Output: 1 alice — the async engine multiplexes connections across many tasks without blocking the event loop.

Many-to-many with an extra-data association table

For relationships that carry their own data (e.g. role-on-team with a joined_at timestamp), declare the association as a model — not a bare Table(). This gives the ORM a real handle on the relationship and lets you query/order by association columns.

python
from datetime import datetime
from sqlalchemy import ForeignKey, select
from sqlalchemy.orm import (
    DeclarativeBase, Mapped, mapped_column, relationship
)

class Base(DeclarativeBase): pass

class Membership(Base):
    __tablename__ = "memberships"
    user_id: Mapped[int]  = mapped_column(ForeignKey("users.id"), primary_key=True)
    team_id: Mapped[int]  = mapped_column(ForeignKey("teams.id"), primary_key=True)
    role:    Mapped[str]
    joined_at: Mapped[datetime] = mapped_column(default=datetime.utcnow)
    user: Mapped["User"] = relationship(back_populates="memberships")
    team: Mapped["Team"] = relationship(back_populates="memberships")

class User(Base):
    __tablename__ = "users"
    id: Mapped[int]  = mapped_column(primary_key=True)
    name: Mapped[str]
    memberships: Mapped[list[Membership]] = relationship(back_populates="user")

class Team(Base):
    __tablename__ = "teams"
    id: Mapped[int]  = mapped_column(primary_key=True)
    name: Mapped[str]
    memberships: Mapped[list[Membership]] = relationship(back_populates="team")

Output: queries can filter on the association: select(User).join(Membership).where(Membership.role == "admin").

Hybrid property — Python + SQL semantics in one method

A @hybrid_property is a single method that works both as a Python attribute on a loaded instance and as a SQL expression in where(...) / order_by(...).

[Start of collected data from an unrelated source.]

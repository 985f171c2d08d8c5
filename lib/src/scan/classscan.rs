/*! Character-class scanning.

Finds the next byte belonging to a byte class. Two vector techniques,
chosen per class when the scanner is built:

- Dense classes made of a few contiguous ranges use vectorized
  greater/less comparisons; the resulting match mask is exact.
- Sparse classes use nibble lookup tables (Shufti): the class is
  projected onto its high and low nibbles, two `pshufb` lookups are
  ANDed, and positions passing the filter are verified against an exact
  256-entry membership table. The nibble filter over-approximates the
  class, so when it admits too many non-members a third table over the
  middle nibble (bits 2..5) is ANDed in to cut false positives before
  the exact check.
*/

use regex_syntax::hir::ClassBytes;

#[cfg(target_arch = "x86_64")]
use super::{simd_tier, SimdTier};

/// Classes covering more than this share of the ASCII range use the
/// range-compare path.
const DENSE_THRESHOLD_PERCENT: u32 = 40;

/// Range-compare scanning is only worthwhile for this many ranges.
const MAX_DENSE_RANGES: usize = 4;

/// The middle-nibble refinement kicks in when the two-table filter's
/// false-positive share exceeds this.
const DOUBLE_NIBBLE_FP_PERCENT: u32 = 80;

/// Table entries use the sign bit so the candidate mask comes straight
/// out of a byte movemask.
const MATCH_BIT: u8 = 0x80;

pub(crate) struct ClassScanner {
    membership: [bool; 256],
    ranges: Vec<(u8, u8)>,
    hi_nibble: [u8; 16],
    lo_nibble: [u8; 16],
    mid_nibble: [u8; 16],
    dense: bool,
    double: bool,
}

impl ClassScanner {
    pub fn new(class: &ClassBytes) -> Self {
        let mut membership = [false; 256];
        let mut ranges = Vec::with_capacity(class.ranges().len());
        let mut hi_nibble = [0u8; 16];
        let mut lo_nibble = [0u8; 16];
        let mut mid_nibble = [0u8; 16];

        for range in class.ranges() {
            ranges.push((range.start(), range.end()));
            for byte in range.start()..=range.end() {
                membership[byte as usize] = true;
                hi_nibble[(byte >> 4) as usize] |= MATCH_BIT;
                lo_nibble[(byte & 0x0F) as usize] |= MATCH_BIT;
                mid_nibble[((byte >> 2) & 0x0F) as usize] |= MATCH_BIT;
            }
        }

        let ascii_members = (0usize..128).filter(|&b| membership[b]).count();
        let density = ascii_members as u32 * 100 / 128;
        let dense = density > DENSE_THRESHOLD_PERCENT
            && ranges.len() <= MAX_DENSE_RANGES;

        let filter_pass = |b: usize| {
            hi_nibble[b >> 4] != 0 && lo_nibble[b & 0x0F] != 0
        };
        let single_pass = (0usize..256).filter(|&b| filter_pass(b)).count();
        let members = (0usize..256).filter(|&b| membership[b]).count();
        let false_positives = single_pass - members;
        let double = !dense
            && single_pass > 0
            && false_positives as u32 * 100 / single_pass as u32
                > DOUBLE_NIBBLE_FP_PERCENT;

        Self {
            membership,
            ranges,
            hi_nibble,
            lo_nibble,
            mid_nibble,
            dense,
            double,
        }
    }

    /// First class member at or after `from`.
    pub fn find(&self, haystack: &[u8], from: usize) -> Option<usize> {
        #[cfg(target_arch = "x86_64")]
        {
            match (simd_tier(), self.dense) {
                (SimdTier::Avx2, true) => unsafe {
                    return self.find_range_avx2(haystack, from);
                },
                (SimdTier::Avx2, false) => unsafe {
                    return self.find_shufti_avx2(haystack, from);
                },
                (SimdTier::Sse, true) => unsafe {
                    return self.find_range_sse(haystack, from);
                },
                (SimdTier::Sse, false) => unsafe {
                    return self.find_shufti_sse(haystack, from);
                },
                (SimdTier::None, _) => {}
            }
        }
        self.find_scalar(haystack, from)
    }

    /// First non-member index at or after `from`, or the haystack length.
    pub fn run_end(&self, haystack: &[u8], from: usize) -> usize {
        #[cfg(target_arch = "x86_64")]
        if self.dense {
            // Only the range masks are exact; the nibble filter would
            // report false positives as members.
            match simd_tier() {
                SimdTier::Avx2 => unsafe {
                    return self.run_end_range_avx2(haystack, from);
                },
                SimdTier::Sse => unsafe {
                    return self.run_end_range_sse(haystack, from);
                },
                SimdTier::None => {}
            }
        }
        self.run_end_scalar(haystack, from)
    }

    fn find_scalar(&self, haystack: &[u8], from: usize) -> Option<usize> {
        haystack[from..]
            .iter()
            .position(|&b| self.membership[b as usize])
            .map(|i| from + i)
    }

    fn run_end_scalar(&self, haystack: &[u8], from: usize) -> usize {
        haystack[from..]
            .iter()
            .position(|&b| !self.membership[b as usize])
            .map_or(haystack.len(), |i| from + i)
    }

    #[cfg(target_arch = "x86_64")]
    #[target_feature(enable = "sse2")]
    unsafe fn range_mask_sse(
        &self,
        v: std::arch::x86_64::__m128i,
    ) -> u32 {
        use std::arch::x86_64::*;

        let sign = _mm_set1_epi8(0x80u8 as i8);
        let ones = _mm_set1_epi8(-1);
        // Toggle the sign bit so unsigned compares can use signed ops.
        let x = _mm_xor_si128(v, sign);
        let mut ok = _mm_setzero_si128();
        for &(lo, hi) in &self.ranges {
            let l = _mm_set1_epi8((lo ^ 0x80) as i8);
            let h = _mm_set1_epi8((hi ^ 0x80) as i8);
            let ge = _mm_xor_si128(_mm_cmpgt_epi8(l, x), ones);
            let le = _mm_xor_si128(_mm_cmpgt_epi8(x, h), ones);
            ok = _mm_or_si128(ok, _mm_and_si128(ge, le));
        }
        _mm_movemask_epi8(ok) as u32
    }

    #[cfg(target_arch = "x86_64")]
    #[target_feature(enable = "sse2")]
    unsafe fn find_range_sse(
        &self,
        haystack: &[u8],
        from: usize,
    ) -> Option<usize> {
        use std::arch::x86_64::*;

        let mut i = from;
        while i + 16 <= haystack.len() {
            let v =
                _mm_loadu_si128(haystack.as_ptr().add(i) as *const __m128i);
            let mask = self.range_mask_sse(v);
            if mask != 0 {
                return Some(i + mask.trailing_zeros() as usize);
            }
            i += 16;
        }
        self.find_scalar(haystack, i)
    }

    #[cfg(target_arch = "x86_64")]
    #[target_feature(enable = "sse2")]
    unsafe fn run_end_range_sse(
        &self,
        haystack: &[u8],
        from: usize,
    ) -> usize {
        use std::arch::x86_64::*;

        let mut i = from;
        while i + 16 <= haystack.len() {
            let v =
                _mm_loadu_si128(haystack.as_ptr().add(i) as *const __m128i);
            let mask = self.range_mask_sse(v);
            if mask != 0xFFFF {
                return i + (!mask).trailing_zeros() as usize;
            }
            i += 16;
        }
        self.run_end_scalar(haystack, i)
    }

    #[cfg(target_arch = "x86_64")]
    #[target_feature(enable = "ssse3")]
    unsafe fn find_shufti_sse(
        &self,
        haystack: &[u8],
        from: usize,
    ) -> Option<usize> {
        use std::arch::x86_64::*;

        let hi_lut =
            _mm_loadu_si128(self.hi_nibble.as_ptr() as *const __m128i);
        let lo_lut =
            _mm_loadu_si128(self.lo_nibble.as_ptr() as *const __m128i);
        let mid_lut =
            _mm_loadu_si128(self.mid_nibble.as_ptr() as *const __m128i);
        let nibble = _mm_set1_epi8(0x0F);

        let mut i = from;
        while i + 16 <= haystack.len() {
            let v =
                _mm_loadu_si128(haystack.as_ptr().add(i) as *const __m128i);
            let hi = _mm_and_si128(_mm_srli_epi16(v, 4), nibble);
            let lo = _mm_and_si128(v, nibble);
            let mut cand = _mm_and_si128(
                _mm_shuffle_epi8(hi_lut, hi),
                _mm_shuffle_epi8(lo_lut, lo),
            );
            if self.double {
                let mid = _mm_and_si128(_mm_srli_epi16(v, 2), nibble);
                cand =
                    _mm_and_si128(cand, _mm_shuffle_epi8(mid_lut, mid));
            }
            let mut mask = _mm_movemask_epi8(cand) as u32;
            while mask != 0 {
                let j = mask.trailing_zeros() as usize;
                if self.membership[haystack[i + j] as usize] {
                    return Some(i + j);
                }
                mask &= mask - 1;
            }
            i += 16;
        }
        self.find_scalar(haystack, i)
    }

    #[cfg(target_arch = "x86_64")]
    #[target_feature(enable = "avx2")]
    unsafe fn find_range_avx2(
        &self,
        haystack: &[u8],
        from: usize,
    ) -> Option<usize> {
        use std::arch::x86_64::*;

        let sign = _mm256_set1_epi8(0x80u8 as i8);
        let ones = _mm256_set1_epi8(-1);
        let mut i = from;
        while i + 32 <= haystack.len() {
            let v = _mm256_loadu_si256(
                haystack.as_ptr().add(i) as *const __m256i
            );
            let x = _mm256_xor_si256(v, sign);
            let mut ok = _mm256_setzero_si256();
            for &(lo, hi) in &self.ranges {
                let l = _mm256_set1_epi8((lo ^ 0x80) as i8);
                let h = _mm256_set1_epi8((hi ^ 0x80) as i8);
                let ge = _mm256_xor_si256(_mm256_cmpgt_epi8(l, x), ones);
                let le = _mm256_xor_si256(_mm256_cmpgt_epi8(x, h), ones);
                ok = _mm256_or_si256(ok, _mm256_and_si256(ge, le));
            }
            let mask = _mm256_movemask_epi8(ok) as u32;
            if mask != 0 {
                return Some(i + mask.trailing_zeros() as usize);
            }
            i += 32;
        }
        self.find_scalar(haystack, i)
    }

    #[cfg(target_arch = "x86_64")]
    #[target_feature(enable = "avx2")]
    unsafe fn run_end_range_avx2(
        &self,
        haystack: &[u8],
        from: usize,
    ) -> usize {
        use std::arch::x86_64::*;

        let sign = _mm256_set1_epi8(0x80u8 as i8);
        let ones = _mm256_set1_epi8(-1);
        let mut i = from;
        while i + 32 <= haystack.len() {
            let v = _mm256_loadu_si256(
                haystack.as_ptr().add(i) as *const __m256i
            );
            let x = _mm256_xor_si256(v, sign);
            let mut ok = _mm256_setzero_si256();
            for &(lo, hi) in &self.ranges {
                let l = _mm256_set1_epi8((lo ^ 0x80) as i8);
                let h = _mm256_set1_epi8((hi ^ 0x80) as i8);
                let ge = _mm256_xor_si256(_mm256_cmpgt_epi8(l, x), ones);
                let le = _mm256_xor_si256(_mm256_cmpgt_epi8(x, h), ones);
                ok = _mm256_or_si256(ok, _mm256_and_si256(ge, le));
            }
            let mask = _mm256_movemask_epi8(ok) as u32;
            if mask != u32::MAX {
                return i + (!mask).trailing_zeros() as usize;
            }
            i += 32;
        }
        self.run_end_scalar(haystack, i)
    }

    #[cfg(target_arch = "x86_64")]
    #[target_feature(enable = "avx2")]
    unsafe fn find_shufti_avx2(
        &self,
        haystack: &[u8],
        from: usize,
    ) -> Option<usize> {
        use std::arch::x86_64::*;

        let hi_lut = _mm256_broadcastsi128_si256(_mm_loadu_si128(
            self.hi_nibble.as_ptr() as *const __m128i,
        ));
        let lo_lut = _mm256_broadcastsi128_si256(_mm_loadu_si128(
            self.lo_nibble.as_ptr() as *const __m128i,
        ));
        let mid_lut = _mm256_broadcastsi128_si256(_mm_loadu_si128(
            self.mid_nibble.as_ptr() as *const __m128i,
        ));
        let nibble = _mm256_set1_epi8(0x0F);

        let mut i = from;
        while i + 32 <= haystack.len() {
            let v = _mm256_loadu_si256(
                haystack.as_ptr().add(i) as *const __m256i
            );
            let hi = _mm256_and_si256(_mm256_srli_epi16(v, 4), nibble);
            let lo = _mm256_and_si256(v, nibble);
            let mut cand = _mm256_and_si256(
                _mm256_shuffle_epi8(hi_lut, hi),
                _mm256_shuffle_epi8(lo_lut, lo),
            );
            if self.double {
                let mid = _mm256_and_si256(_mm256_srli_epi16(v, 2), nibble);
                cand = _mm256_and_si256(
                    cand,
                    _mm256_shuffle_epi8(mid_lut, mid),
                );
            }
            let mut mask = _mm256_movemask_epi8(cand) as u32;
            while mask != 0 {
                let j = mask.trailing_zeros() as usize;
                if self.membership[haystack[i + j] as usize] {
                    return Some(i + j);
                }
                mask &= mask - 1;
            }
            i += 32;
        }
        self.find_scalar(haystack, i)
    }
}

#[cfg(test)]
mod tests {
    use pretty_assertions::assert_eq;

    use regex_syntax::hir::{ClassBytes, ClassBytesRange};

    use super::ClassScanner;

    fn scanner(ranges: &[(u8, u8)]) -> ClassScanner {
        let class = ClassBytes::new(
            ranges.iter().map(|&(s, e)| ClassBytesRange::new(s, e)),
        );
        ClassScanner::new(&class)
    }

    #[test]
    fn dense_ranges() {
        // \w-style class: dense enough for the range-compare path.
        let s = scanner(&[
            (b'0', b'9'),
            (b'A', b'Z'),
            (b'_', b'_'),
            (b'a', b'z'),
        ]);
        assert!(s.dense);
        let hay = b"--- --- Hello_world ---";
        assert_eq!(s.find(hay, 0), Some(8));
        assert_eq!(s.find_scalar(hay, 0), Some(8));
        assert_eq!(s.run_end(hay, 8), 19);
        assert_eq!(s.run_end_scalar(hay, 8), 19);
        assert_eq!(s.find(hay, 19), None);
    }

    #[test]
    fn sparse_set() {
        let s = scanner(&[
            (b'a', b'a'),
            (b'e', b'e'),
            (b'i', b'i'),
            (b'o', b'o'),
            (b'u', b'u'),
        ]);
        assert!(!s.dense);
        let hay = b"xyz xyz exyz";
        assert_eq!(s.find(hay, 0), Some(8));
        assert_eq!(s.find_scalar(hay, 0), Some(8));
        assert_eq!(s.find(hay, 9), None);
        assert_eq!(s.find(b"e", 0), Some(0));
        assert_eq!(s.find(b"x", 0), None);
    }

    #[test]
    fn widely_spread_set_uses_refinement() {
        let s = scanner(&[
            (0x01, 0x01),
            (0x12, 0x12),
            (0x23, 0x23),
            (0x34, 0x34),
            (0x45, 0x45),
            (0x56, 0x56),
        ]);
        assert!(s.double);
        let mut hay = vec![0u8; 40];
        hay[33] = 0x23;
        assert_eq!(s.find(&hay, 0), Some(33));
        assert_eq!(s.find_scalar(&hay, 0), Some(33));
        // 0x32 passes the hi/lo nibble filter but is not a member.
        hay[20] = 0x32;
        assert_eq!(s.find(&hay, 0), Some(33));
    }

    #[test]
    fn vector_and_scalar_agree_on_long_input() {
        let s = scanner(&[(b'0', b'9'), (b'a', b'f')]);
        let hay: Vec<u8> =
            (0..300).map(|i| if i % 97 == 0 { b'7' } else { b'g' }).collect();
        let mut at = 0;
        while let Some(pos) = s.find(&hay, at) {
            assert_eq!(Some(pos), s.find_scalar(&hay, at));
            at = pos + 1;
        }
        assert_eq!(s.find_scalar(&hay, at), None);
    }
}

The classic use case is a computed field that should be queryable.

python
from sqlalchemy import func
from sqlalchemy.ext.hybrid import hybrid_property
from sqlalchemy.orm import DeclarativeBase, Mapped, mapped_column

class Base(DeclarativeBase): pass

class Person(Base):
    __tablename__ = "people"
    id: Mapped[int]  = mapped_column(primary_key=True)
    first: Mapped[str]
    last:  Mapped[str]

    @hybrid_property
    def full_name(self) -> str:
        return f"{self.first} {self.last}"

    @full_name.expression
    def full_name(cls):
        return func.concat(cls.first, " ", cls.last)

Output: session.execute(select(Person).where(Person.full_name.contains("alice"))).scalars().all() runs the SQL form; person.full_name runs the Python form.

Batch insert / update via insert(...).values([...])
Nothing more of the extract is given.